Joe Finn (Burgess Jenkins) used to the best Little League coach in the state.  That was until he decided to leave his family to seek fame and fortune in the Big Leagues.  After his wife dies of cancer, Joe returns home to discover that his teenage son, David (Justin Miles), wants nothing to do with him.  Determined to stick around and repair his relationship with David, Joe tries to return to coaching Little League but he discovers that things have changed since he left.  Runners aren’t allowed to take a lead off base.  Pitchers can only pitch for one inning at a time.  Practice can only last an hour a day.

That’s not real baseball!

Joe decides to start his own league, one where pitchers can pitch multiple innings, bases can be stolen, there’s no such thing as a tied game, and everyone practices daily for three hours.  To be a part of the league, the players not only have to get their fathers to agree to come to every game but also to practice with them at home.  It’s not going to be easy.  One player’s father is always busy with his job as the warden of the local prison.  Another player’s father is an inmate in that same prison.  But Joe is determined to teach his players and their fathers about both baseball and life.

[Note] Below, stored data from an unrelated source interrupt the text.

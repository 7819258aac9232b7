//! Database access layer with connection pooling and migrations

use chrono::{DateTime, Utc};
use r2d2::{Pool, PooledConnection};
use r2d2_sqlite::SqliteConnectionManager;
use tracing::info;

use crate::error::Result;

mod todos;

pub type DbPool = Pool<SqliteConnectionManager>;
pub type DbConn = PooledConnection<SqliteConnectionManager>;

/// Parse a SQLite datetime string into a DateTime<Utc>
pub(crate) fn parse_datetime(s: &str) -> DateTime<Utc> {
    // SQLite stores as "YYYY-MM-DD HH:MM:SS" format
    chrono::NaiveDateTime::parse_from_str(s, "%Y-%m-%d %H:%M:%S")
        .map(|dt| dt.and_utc())
        .unwrap_or_else(|_| Utc::now())
}

/// Database wrapper with connection pooling
#[derive(Clone)]
pub struct Database {
    pool: DbPool,
    /// Path to the database file
    db_path: String,
}

impl Database {
    /// Create a new database connection pool, running migrations on open
    pub fn new(path: &str) -> Result<Self> {
        let manager = SqliteConnectionManager::file(path);
        let pool = Pool::builder().max_size(10).build(manager)?;

        let db = Self {
            pool,
            db_path: path.to_string(),
        };
        db.run_migrations()?;

        Ok(db)
    }

    /// Get the path to the database file
    pub fn path(&self) -> &str {
        &self.db_path
    }

    /// Create a throwaway database (for testing)
    ///
    /// Note: Uses a temporary file rather than `:memory:` because each pooled
    /// connection would otherwise open its own empty in-memory database.
    pub fn in_memory() -> Result<Self> {
        use std::sync::atomic::{AtomicU64, Ordering};
        static COUNTER: AtomicU64 = AtomicU64::new(0);

        let id = COUNTER.fetch_add(1, Ordering::SeqCst);
        let path = std::env::temp_dir().join(format!("tend_test_{}_{}.db", std::process::id(), id));
        let path = path.to_string_lossy().into_owned();

        // Remove any existing file
        let _ = std::fs::remove_file(&path);

        Self::new(&path)
    }

    /// Get a connection from the pool
    pub fn conn(&self) -> Result<DbConn> {
        Ok(self.pool.get()?)
    }

    /// Run database migrations
    fn run_migrations(&self) -> Result<()> {
        let conn = self.conn()?;

        conn.execute_batch(
            r#"
            -- Enable foreign keys
            PRAGMA foreign_keys = ON;

            -- WAL mode: better concurrency, readers don't block writers
            -- Note: creates -wal and -shm sidecar files alongside the database
            PRAGMA journal_mode = WAL;

            -- Synchronous NORMAL: good balance of safety and performance
            PRAGMA synchronous = NORMAL;

            -- Store temp tables in memory (faster for complex queries)
            PRAGMA temp_store = MEMORY;

            -- Todos
            CREATE TABLE IF NOT EXISTS todos (
                id INTEGER PRIMARY KEY,
                title TEXT NOT NULL,
                completed BOOLEAN NOT NULL DEFAULT 0,
                created_at DATETIME DEFAULT CURRENT_TIMESTAMP
            );

            -- Index for common queries
            CREATE INDEX IF NOT EXISTS idx_todos_completed ON todos(completed);
            CREATE INDEX IF NOT EXISTS idx_todos_created ON todos(created_at);
            "#,
        )?;

        info!("Database migrations complete");
        Ok(())
    }
}
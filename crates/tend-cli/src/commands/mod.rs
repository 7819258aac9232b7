//! Command implementations for the Tend CLI

mod core;
mod recommend;
mod serve;
mod todos;

pub use core::*;
pub use recommend::*;
pub use serve::*;
pub use todos::*;
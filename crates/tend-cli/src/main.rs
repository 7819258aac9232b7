//! Tend CLI - Task list with built-in recommendations
//!
//! Usage:
//!   tend init                 Initialize database
//!   tend add "Buy milk"       Add a todo
//!   tend recommend            Show usage recommendations
//!   tend serve --port 3000    Start web server

mod cli;
mod commands;


use anyhow::Result;
use clap::Parser;
use tracing_subscriber::{fmt, prelude::*, EnvFilter};

use cli::*;

#[tokio::main]
async fn main() -> Result<()> {
    let cli = Cli::parse();

    // Set up logging
    // Priority: RUST_LOG env var > --verbose flag > default (info)
    let filter = if std::env::var("RUST_LOG").is_ok() {
        EnvFilter::from_default_env()
    } else if cli.verbose {
        EnvFilter::new("debug")
    } else {
        EnvFilter::new("info")
    };

    tracing_subscriber::registry()
        .with(filter)
        .with(fmt::layer().with_target(false).compact())
        .init();

    match cli.command {
        Commands::Init => commands::cmd_init(&cli.db),
        Commands::Add { title } => {
            let db = commands::open_db(&cli.db)?;
            commands::cmd_add(&db, &title)
        }
        Commands::List { pending, done } => {
            let db = commands::open_db(&cli.db)?;
            commands::cmd_list(&db, pending, done)
        }
        Commands::Done { id } => {
            let db = commands::open_db(&cli.db)?;
            commands::cmd_done(&db, id)
        }
        Commands::Reopen { id } => {
            let db = commands::open_db(&cli.db)?;
            commands::cmd_reopen(&db, id)
        }
        Commands::Rm { id } => {
            let db = commands::open_db(&cli.db)?;
            commands::cmd_rm(&db, id)
        }
        Commands::Recommend { json } => {
            let db = commands::open_db(&cli.db)?;
            commands::cmd_recommend(&db, json)
        }
        Commands::Status => commands::cmd_status(&cli.db),
        Commands::Serve {
            port,
            host,
            static_dir,
        } => commands::cmd_serve(&cli.db, &host, port, static_dir.as_deref()).await,
    }
}
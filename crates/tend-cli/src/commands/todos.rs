//! Todo management commands

use anyhow::{anyhow, Result};
use chrono::Local;

use tend_core::db::Database;
use tend_core::models::{NewTodo, Todo, UpdateTodo};

pub fn cmd_add(db: &Database, title: &str) -> Result<()> {
    let todo = db.insert_todo(&NewTodo {
        title: title.to_string(),
    })?;

    println!("✅ Added #{}: {}", todo.id, todo.title);
    Ok(())
}

pub fn cmd_list(db: &Database, pending: bool, done: bool) -> Result<()> {
    let todos = db.list_todos()?;

    let filtered: Vec<&Todo> = todos
        .iter()
        .filter(|t| {
            if pending {
                !t.completed
            } else if done {
                t.completed
            } else {
                true
            }
        })
        .collect();

    if filtered.is_empty() {
        println!("No todos. Add one with: tend add \"Buy milk\"");
        return Ok(());
    }

    for todo in filtered {
        let mark = if todo.completed { "✔" } else { " " };
        let created = todo.created_at.with_timezone(&Local).format("%Y-%m-%d");
        println!("  [{}] #{:<4} {}  ({})", mark, todo.id, todo.title, created);
    }

    Ok(())
}

pub fn cmd_done(db: &Database, id: i64) -> Result<()> {
    let todo = set_completed(db, id, true)?;
    println!("✔ Completed #{}: {}", todo.id, todo.title);
    Ok(())
}

pub fn cmd_reopen(db: &Database, id: i64) -> Result<()> {
    let todo = set_completed(db, id, false)?;
    println!("↩ Reopened #{}: {}", todo.id, todo.title);
    Ok(())
}

fn set_completed(db: &Database, id: i64, completed: bool) -> Result<Todo> {
    db.update_todo(
        id,
        &UpdateTodo {
            title: None,
            completed: Some(completed),
        },
    )?
    .ok_or_else(|| anyhow!("Todo {} not found", id))
}

pub fn cmd_rm(db: &Database, id: i64) -> Result<()> {
    if !db.delete_todo(id)? {
        return Err(anyhow!("Todo {} not found", id));
    }

    println!("🗑 Deleted #{}", id);
    Ok(())
}
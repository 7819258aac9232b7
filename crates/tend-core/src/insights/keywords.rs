//! Title tokenizer and frequent-term ranking

use std::collections::HashMap;
use std::sync::OnceLock;

use regex::Regex;

/// Characters stripped from titles before splitting: everything that is
/// neither a word character nor whitespace.
fn strip_pattern() -> &'static Regex {
    static PATTERN: OnceLock<Regex> = OnceLock::new();
    PATTERN.get_or_init(|| Regex::new(r"[^\w\s]").expect("valid literal pattern"))
}

/// Split one title into countable tokens
///
/// Lowercases, strips punctuation, splits on whitespace, and drops tokens
/// of two characters or fewer ("go", "to", articles).
fn tokenize(title: &str) -> Vec<String> {
    let lowercased = title.to_lowercase();
    let cleaned = strip_pattern().replace_all(&lowercased, "");
    cleaned
        .split_whitespace()
        .filter(|word| word.chars().count() > 2)
        .map(str::to_string)
        .collect()
}

/// Rank tokens that occur more than once across all titles
///
/// Returns distinct tokens sorted by descending occurrence count. The sort
/// is stable over first-encounter order, so tokens with equal counts keep
/// the order in which the scan first saw them.
pub fn frequent_terms<'a, I>(titles: I) -> Vec<String>
where
    I: IntoIterator<Item = &'a str>,
{
    let mut counts: HashMap<String, usize> = HashMap::new();
    let mut order: Vec<String> = Vec::new();

    for title in titles {
        for token in tokenize(title) {
            let count = counts.entry(token.clone()).or_insert(0);
            if *count == 0 {
                order.push(token);
            }
            *count += 1;
        }
    }

    let mut ranked: Vec<String> = order.into_iter().filter(|t| counts[t] > 1).collect();
    ranked.sort_by(|a, b| counts[b].cmp(&counts[a]));
    ranked
}
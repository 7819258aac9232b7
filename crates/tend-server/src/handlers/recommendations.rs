//! Recommendation report handler

use std::sync::Arc;

use axum::{extract::State, Json};

use tend_core::insights::{RecommendationEngine, Report};

use crate::{AppError, AppState};

/// GET /api/recommendations - Generate a report over the current todos
///
/// Materializes the snapshot once and hands it to the engine together with
/// the current local time.
pub async fn get_recommendations(
    State(state): State<Arc<AppState>>,
) -> Result<Json<Report>, AppError> {
    let todos = state.db.list_todos()?;

    let engine = RecommendationEngine::new();
    let report = engine.generate(&todos);

    tracing::debug!(
        todos = todos.len(),
        insights = report.insights.len(),
        suggestions = report.suggestions.len(),
        "Recommendations generated"
    );

    Ok(Json(report))
}
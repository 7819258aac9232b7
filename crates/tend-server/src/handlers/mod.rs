//! HTTP request handlers organized by domain

pub mod recommendations;
pub mod todos;

// Re-export all handlers for use in router
pub use recommendations::*;
pub use todos::*;
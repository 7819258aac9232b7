//! Tend Web Server
//!
//! Axum-based REST API for the Tend task manager.
//!
//! - Todo CRUD under `/api/todos`
//! - Recommendation report at `/api/recommendations`
//! - Restrictive CORS policy, security headers, sanitized error responses

use std::sync::Arc;

use axum::{
    http::{header, HeaderValue, Method, StatusCode},
    response::{IntoResponse, Response},
    routing::get,
    Json, Router,
};
use tower_http::{
    cors::CorsLayer, services::ServeDir, set_header::SetResponseHeaderLayer, trace::TraceLayer,
};
use tracing::{error, info};

use tend_core::db::Database;

mod handlers;

/// Maximum accepted todo title length, in characters
pub const MAX_TITLE_LEN: usize = 255;

/// Server configuration
#[derive(Clone, Default)]
pub struct ServerConfig {
    /// Allowed CORS origins (empty = same-origin only)
    pub allowed_origins: Vec<String>,
}

/// Shared application state
pub struct AppState {
    pub db: Database,
}

/// Create the application router
pub fn create_router(db: Database, static_dir: Option<&str>, config: ServerConfig) -> Router {
    let state = Arc::new(AppState { db });

    let api_routes = Router::new()
        .route(
            "/todos",
            get(handlers::list_todos).post(handlers::create_todo),
        )
        .route(
            "/todos/:id",
            get(handlers::get_todo)
                .put(handlers::update_todo)
                .delete(handlers::delete_todo),
        )
        .route("/recommendations", get(handlers::get_recommendations));

    // Build CORS layer
    let cors = if config.allowed_origins.is_empty() {
        // Restrictive default: only allow same-origin
        CorsLayer::new()
            .allow_methods([
                Method::GET,
                Method::POST,
                Method::PUT,
                Method::DELETE,
                Method::OPTIONS,
            ])
            .allow_headers([header::CONTENT_TYPE])
    } else {
        // Allow specified origins
        let origins: Vec<HeaderValue> = config
            .allowed_origins
            .iter()
            .filter_map(|o| o.parse().ok())
            .collect();
        CorsLayer::new()
            .allow_origin(origins)
            .allow_methods([
                Method::GET,
                Method::POST,
                Method::PUT,
                Method::DELETE,
                Method::OPTIONS,
            ])
            .allow_headers([header::CONTENT_TYPE])
    };

    // Security headers
    // CSP: restrict scripts to same-origin, allow inline styles for the UI
    let csp_value = HeaderValue::from_static(
        "default-src 'self'; script-src 'self'; style-src 'self' 'unsafe-inline'; img-src 'self' data:; connect-src 'self'; frame-ancestors 'none'",
    );

    let mut app = Router::new()
        .nest("/api", api_routes)
        .with_state(state)
        .layer(TraceLayer::new_for_http())
        .layer(cors)
        // Security headers
        .layer(SetResponseHeaderLayer::overriding(
            header::X_CONTENT_TYPE_OPTIONS,
            HeaderValue::from_static("nosniff"),
        ))
        .layer(SetResponseHeaderLayer::overriding(
            header::X_FRAME_OPTIONS,
            HeaderValue::from_static("DENY"),
        ))
        .layer(SetResponseHeaderLayer::overriding(
            header::CONTENT_SECURITY_POLICY,
            csp_value,
        ));

    // Serve static files if directory provided
    if let Some(dir) = static_dir {
        app = app.fallback_service(ServeDir::new(dir));
    }

    app
}

/// Start the server
pub async fn serve(
    db: Database,
    host: &str,
    port: u16,
    static_dir: Option<&str>,
) -> anyhow::Result<()> {
    serve_with_config(db, host, port, static_dir, ServerConfig::default()).await
}

/// Start the server with custom configuration
pub async fn serve_with_config(
    db: Database,
    host: &str,
    port: u16,
    static_dir: Option<&str>,
    config: ServerConfig,
) -> anyhow::Result<()> {
    let app = create_router(db, static_dir, config);
    let addr = format!("{}:{}", host, port);

    info!("Starting server at http://{}", addr);

    let listener = tokio::net::TcpListener::bind(&addr).await?;
    axum::serve(listener, app).await?;

    Ok(())
}

// ============================================================================
// Error Handling
// ============================================================================

/// Application error type with proper HTTP status codes
pub struct AppError {
    status: StatusCode,
    message: String,
    internal: Option<anyhow::Error>,
}

impl AppError {
    pub fn bad_request(msg: &str) -> Self {
        Self {
            status: StatusCode::BAD_REQUEST,
            message: msg.to_string(),
            internal: None,
        }
    }

    pub fn not_found(msg: &str) -> Self {
        Self {
            status: StatusCode::NOT_FOUND,
            message: msg.to_string(),
            internal: None,
        }
    }
}

impl IntoResponse for AppError {
    fn into_response(self) -> Response {
        // Log the full internal error if present
        if let Some(err) = &self.internal {
            error!(error = %err, "Internal error");
        }

        let body = Json(serde_json::json!({
            "error": self.message
        }));

        (self.status, body).into_response()
    }
}

impl<E> From<E> for AppError
where
    E: Into<anyhow::Error>,
{
    fn from(err: E) -> Self {
        let err = err.into();
        Self {
            status: StatusCode::INTERNAL_SERVER_ERROR,
            // Return generic message to client
            message: "An internal error occurred".to_string(),
            // Keep full error for logging
            internal: Some(err),
        }
    }
}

Hero‘s a sweet movie and it made a good point about the importance of not only allowing kids to truly compete but also about teaching them the importance of both winning and losing with dignity and sportmanship.  It shows why baseball is important but why it’s also just as important to play a real game instead of a toned down version.  Burgess Jenkins, who used to play Billy Abbott on The Young and The Restless, is convincing as a coach and Justin Miles does a good job as his son.  My only problem with the film is that it spent so much time emphasizing that the fathers needed to come to their son’s games that I felt like it shortchanged all of the moms who have been there for their children whenever a father couldn’t or wouldn’t be.  Anyone who has ever been to a real little league game (or just a soccer match) knows that a mom can get just as into the game as a father.

People who complain about “participation trophies” will probably respond best to this film’s message but there’s also enough action of the field that people who just like baseball movies might enjoy it as well.